2.5. Solving Camera Calibration with 1D Objects

In this section, we describe in detail how to solve the camera calibration problem from a number of observations of a 1D object consisting of three collinear points moving around one of them [43, 44]. We consider only this minimal configuration, but it is straightforward to extend the result if a calibration object has four or more collinear points.

2.5.1. Setups with free-moving 1D calibration objects

We now examine possible setups with 1D objects for camera calibration. As already mentioned, we need to have several observations of the 1D objects. Without loss of generality, we choose the camera coordinate system to define the 1D objects; therefore, R = I and t = 0 in (2.1).

Two points with known distance

This could be the two endpoints of a stick, and we take a number of images while waving freely the stick. Let A and B be the two 3D points, and a and b be the observed image points. Because the distance between A and B is known, we only need five parameters to define A and B. For example, we need three parameters to specify the coordinates of A in the camera coordinate system, and two parameters to define the orientation of the line AB. On the other hand, each image point provides two equations according to (2.1), giving in total four equations. Given N observations of the stick, we have five intrinsic parameters and 5N parameters for the point positions to estimate, that is, the total number of unknowns is 5 + 5N. However, we have only 4N equations. Camera calibration is thus impossible.

Three collinear points with known distances

By adding an additional point, say C, the number of unknowns for the point positions still remains the same, i.e., 5+5N, because of known distances of C to A and B. For each observation, we have three image points, yielding in total 6N equations. Calibration seems to be plausible, but is in fact not. This is because the three image points for each observation must be collinear. Collinearity is preserved by perspective projection. We therefore have only five independent equations for each observation. The total number of independent equations, 5N, is always smaller than the number of unknowns. Camera calibration is still impossible.

Four or more collinear points with known distances

As seen above, when the number of points increases from two to three, the number of independent equations (constraints) increases by one for each observation. If we have a fourth point, will we have in total 6N independent equations? If so, we would be able to solve the problem because the number of unknowns remains the same, i.e., 5 + 5N, and we would have more than enough constraints if N ≥ 5. The reality is that the addition of the fourth point or even more points does not increase the number of independent equations. It will always be 5N for any four or more collinear points. This is because the cross ratio is preserved under perspective projection. With known cross ratios and three collinear points, whether they are in space or in images, other points are determined exactly.
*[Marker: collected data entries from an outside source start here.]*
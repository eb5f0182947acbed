//! End-to-end pipeline: CSV file -> locations -> map -> HTML / GeoJSON / summary

use std::fs;

use collab_map::{
    CachedGeocoder, Continent, Coordinate, FixedGeocoder, MapConfig, OutputFormat, Palette,
    PathStrategy, SkipReason, build_map, generate_summary, load_records, render,
    resolve_locations, to_geojson,
};
use tempfile::TempDir;

const EXPORT: &str = "\
Collaborating institutions,,
Exported from SciVal,,
Institution,Country/Region,Co-authored publications
University College London,United Kingdom,25
University of Hawaii at Manoa,United States,4
\"University of California, Berkeley\",United States,\"1,200\"
Universidad de Buenos Aires,Argentina,-
Nowhere Polytechnic,Atlantis,3
";

fn c(lat: f64, lon: f64) -> Coordinate {
    Coordinate::new(lat, lon).unwrap()
}

fn geocoder() -> FixedGeocoder {
    FixedGeocoder::new()
        .with("University College London, United Kingdom", c(51.5246, -0.1340))
        .with("University of Hawaii at Manoa, United States", c(21.2969, -157.8171))
        .with("University of California, Berkeley, United States", c(37.8719, -122.2585))
        .with("Universidad de Buenos Aires, Argentina", c(-34.5997, -58.3731))
}

fn write_export(dir: &TempDir) -> std::path::PathBuf {
    let path = dir.path().join("collab.csv");
    fs::write(&path, EXPORT).unwrap();
    path
}

#[test]
fn csv_to_map() {
    let dir = TempDir::new().unwrap();
    let records = load_records(&write_export(&dir)).unwrap();
    assert_eq!(records.len(), 5);
    assert_eq!(records[2].institution, "University of California, Berkeley");
    assert_eq!(records[2].publications, 1200.0);
    assert_eq!(records[3].publications, 0.0);

    let table = resolve_locations(&records, &mut geocoder());
    assert_eq!(table.len(), 4);
    assert_eq!(table.skipped().len(), 1);
    assert_eq!(table.skipped()[0].name, "Nowhere Polytechnic");
    assert_eq!(table.skipped()[0].reason, SkipReason::NotFound);

    let map = build_map(&table, &MapConfig::default(), &Palette::default()).unwrap();
    assert_eq!(map.collaborators.len(), 4);

    let entry = |name: &str| {
        map.collaborators
            .iter()
            .find(|e| e.institution.name == name)
            .unwrap()
    };

    // Brisbane -> London stays on the same side of the dateline
    let london = entry("University College London");
    assert_eq!(london.edge.strategy, PathStrategy::GreatCircle);
    assert_eq!(london.edge.path.len(), 50);
    assert!(london.edge.path.first().approx_eq(&map.home.coordinate, 1e-6));
    assert!(london.edge.path.last().approx_eq(&c(51.5246, -0.1340), 1e-6));
    assert!(!london.edge.path.has_dateline_tear());
    assert_eq!(london.edge.style.stroke_weight, 6.0);
    assert_eq!(london.color, "blue");
    assert_eq!(london.institution.continent, Continent::Europe);

    // Brisbane -> Honolulu wraps, so it is drawn as a chord
    let hawaii = entry("University of Hawaii at Manoa");
    assert_eq!(hawaii.edge.strategy, PathStrategy::StraightSegment);
    assert_eq!(
        hawaii.edge.path.points(),
        &[map.home.coordinate, c(21.2969, -157.8171)][..]
    );

    // Stroke weight grows without a cap
    let berkeley = entry("University of California, Berkeley");
    assert_eq!(berkeley.edge.style.stroke_weight, 241.0);
    assert_eq!(berkeley.marker_radius, 403.0);

    let buenos_aires = entry("Universidad de Buenos Aires");
    assert_eq!(buenos_aires.edge.style.stroke_weight, 1.0);
    assert_eq!(buenos_aires.color, "orange");
    assert_eq!(
        buenos_aires.popup,
        "Universidad de Buenos Aires (Argentina) - 0 papers"
    );
}

#[test]
fn rendered_outputs() {
    let dir = TempDir::new().unwrap();
    let records = load_records(&write_export(&dir)).unwrap();
    let table = resolve_locations(&records, &mut geocoder());
    let map = build_map(&table, &MapConfig::default(), &Palette::default()).unwrap();

    let html_path = dir.path().join("map.html");
    let mut file = fs::File::create(&html_path).unwrap();
    render(&map, OutputFormat::Html, &mut file).unwrap();
    let html = fs::read_to_string(&html_path).unwrap();
    assert!(html.contains("drawCollaborationMap"));
    assert!(html.contains("University College London (United Kingdom) - 25 papers"));

    let mut geojson = Vec::new();
    render(&map, OutputFormat::GeoJson, &mut geojson).unwrap();
    let doc: serde_json::Value = serde_json::from_slice(&geojson).unwrap();
    assert_eq!(doc["type"], to_geojson(&map)["type"]);
    assert_eq!(doc["features"].as_array().unwrap().len(), 1 + 4 * 2);
    let straight = doc["features"]
        .as_array()
        .unwrap()
        .iter()
        .filter(|f| f["properties"]["strategy"] == "straight_segment")
        .count();
    assert_eq!(straight, map.straight_segment_count());

    let mut summary = Vec::new();
    generate_summary(&map, &mut summary).unwrap();
    let text = String::from_utf8(summary).unwrap();
    assert!(text.contains("Collaborators: 4"));
    assert!(text.contains("Nowhere Polytechnic"));
}

#[test]
fn cached_geocoder_avoids_repeat_lookups() {
    let dir = TempDir::new().unwrap();
    let records = load_records(&write_export(&dir)).unwrap();
    let cache_path = dir.path().join("cache").join("geocode.json");

    let mut cached = CachedGeocoder::open(&cache_path, geocoder()).unwrap();
    let first = resolve_locations(&records, &mut cached);
    cached.save().unwrap();
    assert_eq!(cached.into_inner().lookups(), 5);
    assert!(cache_path.exists());

    let mut reopened = CachedGeocoder::open(&cache_path, FixedGeocoder::new()).unwrap();
    let second = resolve_locations(&records, &mut reopened);
    assert_eq!(reopened.into_inner().lookups(), 0);

    assert_eq!(first.len(), second.len());
    for inst in first.iter() {
        assert_eq!(second.get(&inst.id).unwrap().coordinate, inst.coordinate);
    }
}

#[test]
fn demo_files_load() {
    let config = collab_map::parse_config(include_str!("../demos/.collab-map.toml")).unwrap();
    assert_eq!(config.map.home_label, "University of Queensland");
    assert_eq!(config.output.format, Some(OutputFormat::Html));

    let (palette, unknown) = Palette::with_overrides(&config.colors);
    assert!(unknown.is_empty());
    assert_eq!(palette.color(Continent::Oceania), "teal");

    let records = collab_map::parse_records(include_str!("../demos/collab.csv")).unwrap();
    let table = resolve_locations(&records, &mut collab_map::OfflineGeocoder);
    assert_eq!(table.len(), 7);

    let map = build_map(&table, &config.map, &palette).unwrap();
    assert!(map.straight_segment_count() > 0);
    for entry in &map.collaborators {
        if entry.edge.strategy == PathStrategy::GreatCircle {
            assert!(!entry.edge.path.has_dateline_tear());
        }
    }
}
//! Geographic coordinate value type
//!
//! A [`Coordinate`] is a latitude/longitude pair in degrees. Longitude is
//! normalized to `(-180, 180]` on construction, so every coordinate held by
//! the crate is already in canonical form.

use std::fmt;

use serde::{Deserialize, Serialize};
use thiserror::Error;

/// Errors that can occur when constructing a coordinate
#[derive(Error, Debug, Clone, PartialEq)]
pub enum CoordinateError {
    #[error("Coordinate values must be finite (lat={lat}, lon={lon})")]
    NonFinite { lat: f64, lon: f64 },

    #[error("Latitude {0} is outside [-90, 90]")]
    LatitudeOutOfRange(f64),
}

/// Normalize a longitude in degrees to `(-180, 180]`
///
/// Uses the `((lon + 540) mod 360) - 180` wrap, then folds the `-180`
/// boundary onto `180` so the interval is closed on the eastern side.
/// In-range values are returned unchanged.
pub fn normalize_longitude(lon: f64) -> f64 {
    if lon > -180.0 && lon <= 180.0 {
        return lon;
    }
    let wrapped = (lon + 540.0).rem_euclid(360.0) - 180.0;
    if wrapped <= -180.0 { 180.0 } else { wrapped }
}

/// Smallest absolute difference between two longitudes, in degrees `[0, 180]`
pub fn longitude_delta(a: f64, b: f64) -> f64 {
    let d = (a - b).rem_euclid(360.0);
    if d > 180.0 { 360.0 - d } else { d }
}

/// A point on the globe in degrees
#[derive(Debug, Clone, Copy, PartialEq, Serialize, Deserialize)]
#[serde(try_from = "RawCoordinate", into = "RawCoordinate")]
pub struct Coordinate {
    lat: f64,
    lon: f64,
}

impl Coordinate {
    /// Create a validated coordinate, normalizing the longitude
    pub fn new(lat: f64, lon: f64) -> Result<Self, CoordinateError> {
        if !lat.is_finite() || !lon.is_finite() {
            return Err(CoordinateError::NonFinite { lat, lon });
        }
        if !(-90.0..=90.0).contains(&lat) {
            return Err(CoordinateError::LatitudeOutOfRange(lat));
        }
        Ok(Self {
            lat,
            lon: normalize_longitude(lon),
        })
    }

    /// Checked constructor for coordinate literals, usable in `const` items.
    ///
    /// Unlike [`Coordinate::new`] the longitude must already be in
    /// `(-180, 180]`. Out-of-range input panics, which fails the build when
    /// evaluated in a const context.
    pub const fn from_degrees(lat: f64, lon: f64) -> Self {
        assert!(lat >= -90.0 && lat <= 90.0, "latitude out of range");
        assert!(lon > -180.0 && lon <= 180.0, "longitude out of range");
        Self { lat, lon }
    }

    /// Build a coordinate from values produced by spherical math.
    ///
    /// Latitude from `atan2` is already bounded, so only the longitude is
    /// normalized. Non-finite values pass through untouched; they only arise
    /// from exactly antipodal interpolation, which is left undefined.
    pub(crate) fn from_computed(lat: f64, lon: f64) -> Self {
        let lon = if lon.is_finite() {
            normalize_longitude(lon)
        } else {
            lon
        };
        Self { lat, lon }
    }

    /// Latitude in degrees, `[-90, 90]`
    pub fn lat(&self) -> f64 {
        self.lat
    }

    /// Longitude in degrees, `(-180, 180]`
    pub fn lon(&self) -> f64 {
        self.lon
    }

    /// Latitude in radians
    pub fn lat_rad(&self) -> f64 {
        self.lat.to_radians()
    }

    /// Longitude in radians
    pub fn lon_rad(&self) -> f64 {
        self.lon.to_radians()
    }

    /// Check whether two coordinates are the same place within `tolerance` degrees.
    ///
    /// Longitude is compared around the circle, so `180` and `-179.9999999`
    /// are close. At the poles longitude is meaningless and is ignored.
    pub fn approx_eq(&self, other: &Coordinate, tolerance: f64) -> bool {
        if (self.lat - other.lat).abs() > tolerance {
            return false;
        }
        if 90.0 - self.lat.abs() <= tolerance {
            return true;
        }
        longitude_delta(self.lon, other.lon) <= tolerance
    }

    /// `[lon, lat]` pair in GeoJSON axis order
    pub fn to_lon_lat(&self) -> [f64; 2] {
        [self.lon, self.lat]
    }

    /// `[lat, lon]` pair in Leaflet axis order
    pub fn to_lat_lon(&self) -> [f64; 2] {
        [self.lat, self.lon]
    }
}

impl fmt::Display for Coordinate {
    fn fmt(&self, f: &mut fmt::Formatter<'_>) -> fmt::Result {
        write!(f, "({:.4}, {:.4})", self.lat, self.lon)
    }
}

/// Parse `"LAT,LON"` (as used by `--home`)
impl std::str::FromStr for Coordinate {
    type Err = String;

    fn from_str(s: &str) -> Result<Self, Self::Err> {
        let (lat, lon) = s
            .split_once(',')
            .ok_or_else(|| format!("expected LAT,LON but got '{}'", s))?;
        let lat: f64 = lat
            .trim()
            .parse()
            .map_err(|e| format!("invalid latitude '{}': {}", lat.trim(), e))?;
        let lon: f64 = lon
            .trim()
            .parse()
            .map_err(|e| format!("invalid longitude '{}': {}", lon.trim(), e))?;
        Coordinate::new(lat, lon).map_err(|e| e.to_string())
    }
}

/// Serde shape of a coordinate: `{ "lat": .., "lon": .. }`
#[derive(Serialize, Deserialize)]
struct RawCoordinate {
    lat: f64,
    lon: f64,
}

impl TryFrom<RawCoordinate> for Coordinate {
    type Error = CoordinateError;

    fn try_from(raw: RawCoordinate) -> Result<Self, Self::Error> {
        Coordinate::new(raw.lat, raw.lon)
    }
}

impl From<Coordinate> for RawCoordinate {
    fn from(c: Coordinate) -> Self {
        RawCoordinate {
            lat: c.lat,
            lon: c.lon,
        }
    }
}
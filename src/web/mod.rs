//! Web visualization module for collab-map
//!
//! Serves the collaboration map as an interactive Leaflet page backed by
//! JSON endpoints:
//! - `/api/map` - GeoJSON document (markers and edge polylines)
//! - `/api/summary` - aggregated totals
//! - `/api/health` - liveness check

pub mod routes;
pub mod server;

pub use server::{ServerConfig, start_server};
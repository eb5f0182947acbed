//! Antimeridian (dateline) policy
//!
//! A flat, non-wrapping map draws a straight screen-space segment between
//! consecutive vertices. When two endpoints are more than 180 degrees apart in
//! raw longitude, the minor great-circle arc between them passes through the
//! ±180 meridian and would be drawn as a line across the whole map. The
//! policy only looks at the endpoints and falls back to a straight segment
//! for those pairs instead of clipping the arc.

use std::fmt;

use serde::Serialize;

use crate::coordinate::Coordinate;

/// Check whether two longitudes would wrap around the back of a flat map
pub fn crosses_dateline(lon1: f64, lon2: f64) -> bool {
    (lon1 - lon2).abs() > 180.0
}

/// How an edge is drawn
#[derive(Debug, Clone, Copy, PartialEq, Eq, Hash, Serialize)]
#[serde(rename_all = "snake_case")]
pub enum PathStrategy {
    /// Dense polyline along the minor great circle
    GreatCircle,
    /// Two-point chord between the endpoints
    StraightSegment,
}

impl PathStrategy {
    /// Pick the strategy for an edge between two coordinates
    pub fn for_endpoints(origin: &Coordinate, destination: &Coordinate) -> Self {
        if crosses_dateline(origin.lon(), destination.lon()) {
            PathStrategy::StraightSegment
        } else {
            PathStrategy::GreatCircle
        }
    }
}

impl fmt::Display for PathStrategy {
    fn fmt(&self, f: &mut fmt::Formatter<'_>) -> fmt::Result {
        match self {
            PathStrategy::GreatCircle => write!(f, "great-circle arc"),
            PathStrategy::StraightSegment => write!(f, "straight segment"),
        }
    }
}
2.5.2. Setups with 1D calibration objects moving around a fixed point

From the previous discussion, calibration is impossible with a free-moving 1D calibration object, no matter how many points on the object. Now let us examine what happens if one point is fixed. In the sequel, without loss of generality, point A is the fixed point, and a is the corresponding image point. We need three parameters, which are unknown, to specify the coordinates of A in the camera coordinate system, while image point a provides two scalar equations according to (2.1).

Two points with known distance

They could be the endpoints of a stick, and we move the stick around the endpoint that is fixed. Let B be the free endpoint and b, its corresponding image point. For each observation, we need two parameters to define the orientation of the line AB and therefore the position of B because the distance between A and B is known. Given N observations of the stick, we have five intrinsic parameters, three parameters for A and 2N parameters for the free endpoint positions to estimate; that is, the total number of unknowns is 8 + 2N. However, each observation of b provides two equations, so together with a we have in total only 2 + 2N equations. Camera calibration is thus impossible.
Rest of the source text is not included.